È bello, Signore, stare con te! Omelia nell’ordinazione presbiterale del Diacono Marco Cimini. Basilica Cattedrale di Albano 19 novembre 2016 – Solennità di N.S.G.C. Re dell’Universo

19-11-2016
È bello, Signore, stare con te!
 

1. Collocata al vertice dell’anno liturgico, la solennità di Cristo Re ci ricorda che tutte le cose sono riconciliate con Dio non solo «per mezzo di lui», ma pure «in vista di lui» (Col 1, 20). Il Signore Gesù non è soltanto il mediatore, ma anche il fine e la ragione dell’opera della salvezza. I giorni e le azioni dell’anno liturgico hanno senso e valore solo se inseriti in tale dinamismo. È quanto col brano della II lettura c’insegna san Paolo, che prosegue: Dio ha riconciliato l’uomo col sangue della Croce di Cristo. Perciò, in qualsiasi giorno noi celebriamo la Divina Liturgia, sia Natale o Pasqua, noi onoriamo sempre e veneriamo la Croce di Cristo. È «il giudizio di Dio su tutti noi e sul mondo, perché ci offre la certezza dell’amore e della vita nuova», come ha scritto Francesco nella Bolla Misericordiae Vultus. In quel giudizio della Croce a tutti è concessa la misericordia come grazia (cf. n. 21).
Questo annuncio confortante e rassicurante lo riceviamo pure dal racconto evangelico: un testo splendido nella sua semplicità e commovente al tempo stesso. Mentre, dunque, Francesco conclude per tutta la Chiesa il Giubileo Straordinario della Misericordia, riflettiamoci anche noi. Isacco di Ninive, un monaco del VII secolo, così predica: «Per Dio un peccato non vale quanto un peccatore. Ovunque si trovi anche solo il nome della conversione e anche se fosse solo un fatto esteriore, Dio si piega per versarvi gioiosamente il perdono. Egli è il Signore misericordioso! Chi ne può dubitare? Anche il fare memoria del ladrone che era alla destra di Gesù sia un’occasione di benedizione, poiché egli fa parte di quelli che gratuitamente ricevettero misericordia.

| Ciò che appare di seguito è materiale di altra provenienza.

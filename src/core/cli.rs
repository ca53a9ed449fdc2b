//! Command line interface for the glyph restyling pipeline
//!
//! Handles parsing command line arguments and validating user inputs
//! before any work starts.

use std::path::PathBuf;

use clap::Parser;

use crate::core::settings::Settings;
use crate::font_source::FontNaming;
use crate::pipeline::processor::{FailurePolicy, ProcessOptions, DEFAULT_CHUNK_SIZE};

/// Kadomaru CLI arguments
///
/// Examples:
///   kadomaru --input source.ufo                  # Restyle every CJK glyph
///   kadomaru -i source.ufo -o out/styled.ufo     # Explicit output path
///   kadomaru -i source.ufo --round-size 28       # Heavier corner rounding
///   kadomaru -i source.ufo --subset 永遠         # Only the glyphs for these characters
///   kadomaru -i source.ufo --no-parallel         # Single-threaded run
#[derive(Parser, Debug, Clone)]
#[clap(
    name = "kadomaru",
    version,
    about = "Restyle the CJK ideograph outlines of a UFO font source",
    long_about = "Kadomaru rewrites the outlines of CJK ideograph glyphs in a UFO font \
source: horizontal strokes are thickened, subtle steps become emphasized corners, and \
sharp corners are rounded. The transformed UFO is saved for an external compiler to \
turn into a binary font."
)]
pub struct CliArgs {
    /// Path to the UFO font source to process
    #[clap(
        long = "input",
        short = 'i',
        help = "UFO font source to process",
        long_help = "Path to the UFO version 3 directory to process. The font is loaded, \
its CJK ideograph glyphs are restyled, and the result is saved as a new UFO."
    )]
    pub input: PathBuf,

    /// Where to save the transformed UFO
    #[clap(
        long = "output",
        short = 'o',
        help = "Output UFO path (default: dist/<family>-<style>-<timestamp>.ufo)"
    )]
    pub output: Option<PathBuf>,

    /// Optional JSON settings file; CLI flags override it
    #[clap(long = "config", help = "JSON settings file; CLI flags override it")]
    pub config: Option<PathBuf>,

    /// Family name written to the output font info
    #[clap(long = "family-name", help = "Family name for the output font")]
    pub family_name: Option<String>,

    /// Style name written to the output font info
    #[clap(long = "style-name", help = "Style name for the output font")]
    pub style_name: Option<String>,

    /// Corner rounding size in font units
    #[clap(long = "round-size", help = "Corner rounding size in font units")]
    pub round_size: Option<f64>,

    /// Horizontal stroke thickening in font units
    #[clap(long = "bold-adjust", help = "Horizontal stroke thickening in font units")]
    pub bold_adjust: Option<f64>,

    /// Process glyphs sequentially in the calling thread
    #[clap(long = "no-parallel", help = "Disable parallel processing")]
    pub no_parallel: bool,

    /// Worker thread count
    #[clap(
        long = "workers",
        help = "Number of worker threads (default: half of cores)"
    )]
    pub workers: Option<usize>,

    /// Glyphs per dispatch chunk
    #[clap(long = "chunk-size", help = "Glyphs per dispatch chunk")]
    pub chunk_size: Option<usize>,

    /// Keep fractional coordinates instead of rounding to integers
    #[clap(long = "no-round", help = "Keep fractional coordinates in the output")]
    pub no_round: bool,

    /// Report failed glyphs and keep going instead of aborting
    #[clap(
        long = "keep-going",
        help = "Skip glyphs that fail to process instead of aborting"
    )]
    pub keep_going: bool,

    /// Characters whose glyphs should be processed (subset mode)
    #[clap(long = "subset", help = "Only process the glyphs for these characters")]
    pub subset: Option<String>,

    /// File of characters whose glyphs should be processed
    #[clap(
        long = "subset-file",
        help = "Path to a text file of characters to process"
    )]
    pub subset_file: Option<PathBuf>,

    /// Comma-separated glyph names to process
    #[clap(long = "subset-glyphs", help = "Comma-separated glyph names to process")]
    pub subset_glyphs: Option<String>,

    /// Enable the experimental left stroke cutter
    #[clap(long = "left-cut", help = "Enable the experimental left stroke cutter")]
    pub left_cut: bool,

    /// Enable the experimental ink trap
    #[clap(long = "ink-trap", help = "Enable the experimental ink trap")]
    pub ink_trap: bool,

    /// Enable the experimental serif trapezoid conversion
    #[clap(
        long = "serif-trapezoid",
        help = "Enable the experimental serif trapezoid conversion"
    )]
    pub serif_trapezoid: bool,
}

impl CliArgs {
    /// Validate the CLI arguments after parsing
    ///
    /// Checks that all paths exist and are plausible before the run
    /// starts, with clear messages for common mistakes.
    pub fn validate(&self) -> Result<(), String> {
        if !self.input.exists() {
            return Err(format!(
                "Font source does not exist: {}\nMake sure the path is correct.",
                self.input.display()
            ));
        }
        if !self.input.is_dir() {
            return Err(format!(
                "Not a UFO directory: {}\nExpected a UFO version 3 directory.",
                self.input.display()
            ));
        }
        let meta_info = self.input.join("metainfo.plist");
        if !meta_info.exists() {
            return Err(format!(
                "Not a valid UFO directory: missing metainfo.plist in {}",
                self.input.display()
            ));
        }
        if let Some(path) = &self.subset_file {
            if !path.exists() {
                return Err(format!("Subset file not found: {}", path.display()));
            }
        }
        Ok(())
    }

    /// Merge CLI flags over the settings file into process options.
    pub fn process_options(
        &self,
        settings: &Settings,
        subset: Option<std::collections::BTreeSet<String>>,
    ) -> ProcessOptions {
        let mut effects = settings.effects.clone();
        if let Some(size) = self.round_size {
            effects.round_size = size;
        }
        if let Some(adjust) = self.bold_adjust {
            effects.bold_adjust = adjust;
        }
        effects.left_cut |= self.left_cut;
        effects.ink_trap |= self.ink_trap;
        effects.serif_trapezoid |= self.serif_trapezoid;

        ProcessOptions {
            parallel: !self.no_parallel && settings.parallel.unwrap_or(true),
            workers: self.workers.or(settings.workers),
            chunk_size: self
                .chunk_size
                .or(settings.chunk_size)
                .unwrap_or(DEFAULT_CHUNK_SIZE),
            round_coordinates: !self.no_round && settings.round_coordinates.unwrap_or(true),
            failure_policy: if self.keep_going {
                FailurePolicy::Continue
            } else {
                FailurePolicy::Abort
            },
            subset,
            effects,
        }
    }

    /// Naming for the output font: CLI over settings file.
    pub fn naming(&self, settings: &Settings) -> FontNaming {
        let mut naming = settings.naming.clone();
        if let Some(family) = &self.family_name {
            naming.family = family.clone();
        }
        if let Some(style) = &self.style_name {
            naming.style = style.clone();
        }
        naming
    }

    /// Output path; the default is timestamped under dist/.
    pub fn output_path(&self, naming: &FontNaming) -> PathBuf {
        if let Some(path) = &self.output {
            return path.clone();
        }
        let timestamp = chrono::Local::now().format("%Y%m%d_%H%M%S");
        PathBuf::from(format!(
            "dist/{}-{}-{}.ufo",
            naming.family.replace(' ', ""),
            naming.style.replace(' ', ""),
            timestamp
        ))
    }
}

#[cfg(test)]
mod tests {
    use super::*;

    fn args(extra: &[&str]) -> CliArgs {
        let mut argv = vec!["kadomaru", "--input", "font.ufo"];
        argv.extend(extra);
        CliArgs::parse_from(argv)
    }

    #[test]
    fn test_cli_overrides_settings() {
        let cli = args(&["--round-size", "28", "--no-parallel", "--workers", "3"]);
        let settings = Settings {
            workers: Some(8),
            ..Settings::default()
        };
        let options = cli.process_options(&settings, None);
        assert_eq!(options.effects.round_size, 28.0);
        assert_eq!(options.effects.bold_adjust, 9.0);
        assert!(!options.parallel);
        assert_eq!(options.workers, Some(3));
        assert_eq!(options.chunk_size, DEFAULT_CHUNK_SIZE);
    }

    #[test]
    fn test_experimental_toggles() {
        let cli = args(&["--left-cut", "--ink-trap"]);
        let options = cli.process_options(&Settings::default(), None);
        assert!(options.effects.left_cut);
        assert!(options.effects.ink_trap);
        assert!(!options.effects.serif_trapezoid);
    }

    #[test]
    fn test_failure_policy_flag() {
        let cli = args(&["--keep-going"]);
        let options = cli.process_options(&Settings::default(), None);
        assert_eq!(options.failure_policy, FailurePolicy::Continue);
    }

    #[test]
    fn test_default_output_is_timestamped() {
        let cli = args(&["--style-name", "Semi Bold"]);
        let naming = cli.naming(&Settings::default());
        let path = cli.output_path(&naming);
        let name = path.file_name().unwrap().to_string_lossy().into_owned();
        assert!(name.starts_with("KadomaruJP-SemiBold-"));
        assert!(name.ends_with(".ufo"));
    }
}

Meditiamo allora sul dialogo tra Gesù e il Buon Ladrone. Un testo di commento molto bello ci giunge da san Romano detto il Melode, un teologo del V secolo che ha trasformato la teologia in poesia. In un inno sull’adorazione della Croce, egli immagina un dialogo tra Gesù e il buon ladrone, che ormai perdonato e giunto nel Paradiso ora piange sulla sorte di Adamo, che invece ne era stato scacciato ed ha la strada del ritorno sbarrata dai cherubini. Gesù allora dice al ladrone: «Adesso prendi la mia croce sulle spalle e va’ all’Eden in fretta […]. Presentati ai cherubini portando il decreto scritto sulla mia croce: riconosceranno il segno della vita e metteranno nelle tue mani il potere di aprire e fare entrare i miei amici nel Paradiso. Udite queste parole il ladrone si caricò sulle spalle, come aveva detto il Misericordioso, il segno della grazia e camminando benediceva il dono della grazia e cantava senza tregua un canto nuovo».